Lady Centavo's owner was Oetari Soehardjono, with trainer Wahono AT, and was usually ridden by Arie Rori.

== Racing career ==
Lady Centavo is a racehorse belonging to the DKI Jakarta contingent who actively competed throughout 1996. Ridden by the experienced jockey Arie Rori, Lady Centavo performed very dominantly in various important Derby class events.

In January 1996, she finished second in the Derby Candidate class over a distance of 1,300 meters at the Kejuaraan Siti Hardiyanti Rukmana IX. First place went to Young Blessing.

In June 1996, she raced in the Jakarta Derby at Pulomas, competing for the Piala Menpora over a distance of 1,600 m. Lady Centavo finished first, beating 11 other horses, including accomplished horses such as Young Blessing, Bleteching Heath, and Sultan.

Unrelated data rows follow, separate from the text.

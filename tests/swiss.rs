//! Integration tests for Swiss pairing and the timed-match scoring policy.

use chrono::{Duration, Utc};
use petanque_tournament_web::{
    expire_timer, generate_swiss_round, start_timer, start_tournament, submit_score,
    tournament_standings, MatchFilter, StageKind, Team, TeamRegistration, Tournament,
    TournamentError, TournamentSettings, TournamentStatus,
};

fn swiss_tournament(names: &[&str], settings: TournamentSettings) -> Tournament {
    let mut t = Tournament::new(settings).unwrap();
    let regs: Vec<TeamRegistration> = names
        .iter()
        .map(|n| TeamRegistration {
            name: n.to_string(),
            members: vec![n.to_string()],
        })
        .collect();
    t.register_teams(&regs).unwrap();
    t
}

fn started(names: &[&str], settings: TournamentSettings) -> Tournament {
    let mut t = swiss_tournament(names, settings);
    start_tournament(&mut t).unwrap();
    t
}

fn team<'a>(t: &'a Tournament, name: &str) -> &'a Team {
    t.teams.iter().find(|x| x.name == name).unwrap()
}

fn submit_between(t: &mut Tournament, a: &str, b: &str, a_score: u32, b_score: u32) {
    let (a_id, b_id) = (team(t, a).id, team(t, b).id);
    let m = t
        .matches
        .iter()
        .find(|m| !m.is_completed() && m.involves(a_id) && m.involves(b_id))
        .unwrap();
    let (id, team_1) = (m.id, m.team_1);
    let (s1, s2) = if team_1 == a_id { (a_score, b_score) } else { (b_score, a_score) };
    submit_score(t, id, s1, s2, None, Utc::now()).unwrap();
}

#[test]
fn round_one_pairs_in_registration_order() {
    let t = started(&["A", "B", "C", "D"], TournamentSettings::swiss(3));
    assert_eq!(t.swiss_round, 1);
    let round_1: Vec<_> = t
        .matches_where(MatchFilter::stage_round(StageKind::Swiss, 1))
        .collect();
    assert_eq!(round_1.len(), 2);
    assert!(round_1[0].involves(team(&t, "A").id) && round_1[0].involves(team(&t, "B").id));
    assert!(round_1[1].involves(team(&t, "C").id) && round_1[1].involves(team(&t, "D").id));
}

#[test]
fn odd_team_count_is_rejected() {
    let mut t = swiss_tournament(&["A", "B", "C"], TournamentSettings::swiss(3));
    assert!(matches!(
        start_tournament(&mut t),
        Err(TournamentError::OddTeamCount { count: 3 })
    ));
    assert_eq!(t.status, TournamentStatus::Upcoming);
}

#[test]
fn next_round_pairs_adjacent_ranks() {
    let mut t = started(&["A", "B", "C", "D"], TournamentSettings::swiss(3));
    // C wins bigger than A: standings become C, A, B, D.
    submit_between(&mut t, "A", "B", 13, 7);
    submit_between(&mut t, "C", "D", 13, 5);
    generate_swiss_round(&mut t).unwrap();
    assert_eq!(t.swiss_round, 2);
    let round_2: Vec<_> = t
        .matches_where(MatchFilter::stage_round(StageKind::Swiss, 2))
        .collect();
    assert_eq!(round_2.len(), 2);
    // Rank 1 must face rank 2, never anyone lower.
    assert!(round_2[0].involves(team(&t, "C").id) && round_2[0].involves(team(&t, "A").id));
    assert!(round_2[1].involves(team(&t, "B").id) && round_2[1].involves(team(&t, "D").id));
}

#[test]
fn regenerating_an_unplayed_round_is_a_conflict() {
    let mut t = started(&["A", "B", "C", "D"], TournamentSettings::swiss(3));
    let before = t.matches.len();
    assert!(matches!(
        generate_swiss_round(&mut t),
        Err(TournamentError::StageAlreadyGenerated)
    ));
    assert_eq!(t.matches.len(), before);
}

#[test]
fn half_played_round_reports_the_outstanding_count() {
    let mut t = started(&["A", "B", "C", "D"], TournamentSettings::swiss(3));
    submit_between(&mut t, "A", "B", 13, 7);
    assert!(matches!(
        generate_swiss_round(&mut t),
        Err(TournamentError::RoundIncomplete { outstanding: 1 })
    ));
}

#[test]
fn planned_rounds_are_exhausted() {
    let mut t = started(&["A", "B", "C", "D"], TournamentSettings::swiss(1));
    submit_between(&mut t, "A", "B", 13, 7);
    submit_between(&mut t, "C", "D", 13, 5);
    assert!(matches!(
        generate_swiss_round(&mut t),
        Err(TournamentError::RoundsExhausted { planned: 1 })
    ));
}

#[test]
fn in_time_win_scores_three_points() {
    let mut t = started(&["A", "B"], TournamentSettings::marathon(2).timed(45));
    let id = t.matches[0].id;
    let now = Utc::now();
    start_timer(&mut t, id, now).unwrap();
    submit_score(&mut t, id, 13, 9, None, now + Duration::minutes(30)).unwrap();
    assert_eq!(team(&t, "A").points, 3);
    assert_eq!(team(&t, "B").points, 0);
    assert_eq!(team(&t, "A").score_differential, 4);
    assert_eq!(t.matches[0].finished_before_time_limit, Some(true));
}

#[test]
fn win_after_timeout_scores_two_points() {
    let mut t = started(&["A", "B"], TournamentSettings::marathon(2).timed(45));
    let id = t.matches[0].id;
    let now = Utc::now();
    start_timer(&mut t, id, now).unwrap();
    expire_timer(&mut t, id, now + Duration::minutes(45)).unwrap();
    submit_score(&mut t, id, 11, 8, None, now + Duration::minutes(46)).unwrap();
    assert_eq!(team(&t, "A").points, 2);
    assert_eq!(t.matches[0].finished_before_time_limit, Some(false));
}

#[test]
fn tie_scores_one_point_each() {
    let mut t = started(&["A", "B"], TournamentSettings::swiss(2).timed(45));
    let id = t.matches[0].id;
    submit_score(&mut t, id, 10, 10, None, Utc::now()).unwrap();
    assert_eq!(team(&t, "A").points, 1);
    assert_eq!(team(&t, "B").points, 1);
    assert_eq!(t.matches[0].winner_team_id, None);
}

#[test]
fn standings_recompute_matches_the_accumulated_team_fields() {
    let mut t = started(&["A", "B", "C", "D"], TournamentSettings::swiss(3));
    submit_between(&mut t, "A", "B", 13, 7);
    submit_between(&mut t, "C", "D", 13, 5);
    generate_swiss_round(&mut t).unwrap();
    submit_between(&mut t, "C", "A", 13, 11);
    submit_between(&mut t, "B", "D", 9, 9);

    let first = tournament_standings(&t);
    let second = tournament_standings(&t);
    assert_eq!(first, second);
    for row in &first {
        let accumulated = t.teams.iter().find(|x| x.id == row.team_id).unwrap();
        assert_eq!(row.points, accumulated.points);
        assert_eq!(row.score_differential, accumulated.score_differential);
    }
    // C leads: two in-time wins.
    assert_eq!(first[0].name, "C");
    assert_eq!(first[0].points, 6);
    assert_eq!(first[0].matches_played, 2);
}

Lady Centavo's consistency continued in the Soeharto Cup Series 1, competing for the Indonesia Derby, in July 1996, where she again performed dominantly and took first place over 1,850 meters, before capping her winning streak with another victory in the Soeharto Cup Series 2 in September in the Open A class over 1,300 meters.

=== Racing form ===

| Date | Racecourse | Race | Class | Distance | Entry | HN | Finished | Time | Jockey | Winner (Runner-up) | Ref. |
|---|---|---|---|---|---|---|---|---|---|---|---|
| Jan 28, 1996 | Pulomas | Kejuaraan Siti Hardiyanti Rukmana IX | Derby Candidates | 1,300 M |  |  | 2nd |  | Arie Rori | Young Blessing |  |
| Jun 16, 1996 | Pulomas | Jakarta Derby | Derby | 1,600 M |  |  | 1st |  | Arie Rori | (Young Blessing) |  |
| Jul 28, 1996 | Pulomas | Soeharto Cup Series 1 (Indonesia Derby) | Derby | 1,850 M |  |  | 1st |  | Arie Rori | (Kakasih) |  |
| Sep 8, 1996 | Pulomas | Soeharto Cup Series 2 | Open A | 1,300 M |  |  | 1st |  | Arie Rori | (Kakasih) |  |
| 1996 | Pulomas | Pertiwi Cup | Derby | 1,600 M |  |  | 1st |  | Arie Rori |  |  |

== Pedigree==

Pedigree of Lady Centavo (IDN), bay mare, 1992
| Sire Lord Lichen (AUS) | Twig Moss (FR) | Luthier (FR) | Klairon (FR) |
Flute Enchantee (FR)
| Top Twig (IRE) | High Perch (GB) |
Kimpton Wood (IRE)
| Pharalee (FR) | Pharly (FR) | Lyphard (USA) |
Comely (FR)
| Light Of Dawn (GB) | Crepello (GB) |
Nagaika (FR)
| Dam Mahkota Ayu (IDN) | Cinco Centavo (AUS) | Century (AUS) | Better Boy (IRE) |
Royal Suite (AUS)
| Farmers Honey (NZ) | Agricola (GB) |
Honey Light (NZ)
| Ken Ayu (IDN) | Bon Tot (AUS) | Convamore (IRE) |
Bientot
| Saptadina (IDN) | Dark Chevallier (AUS) |
Saptawindon (IDN)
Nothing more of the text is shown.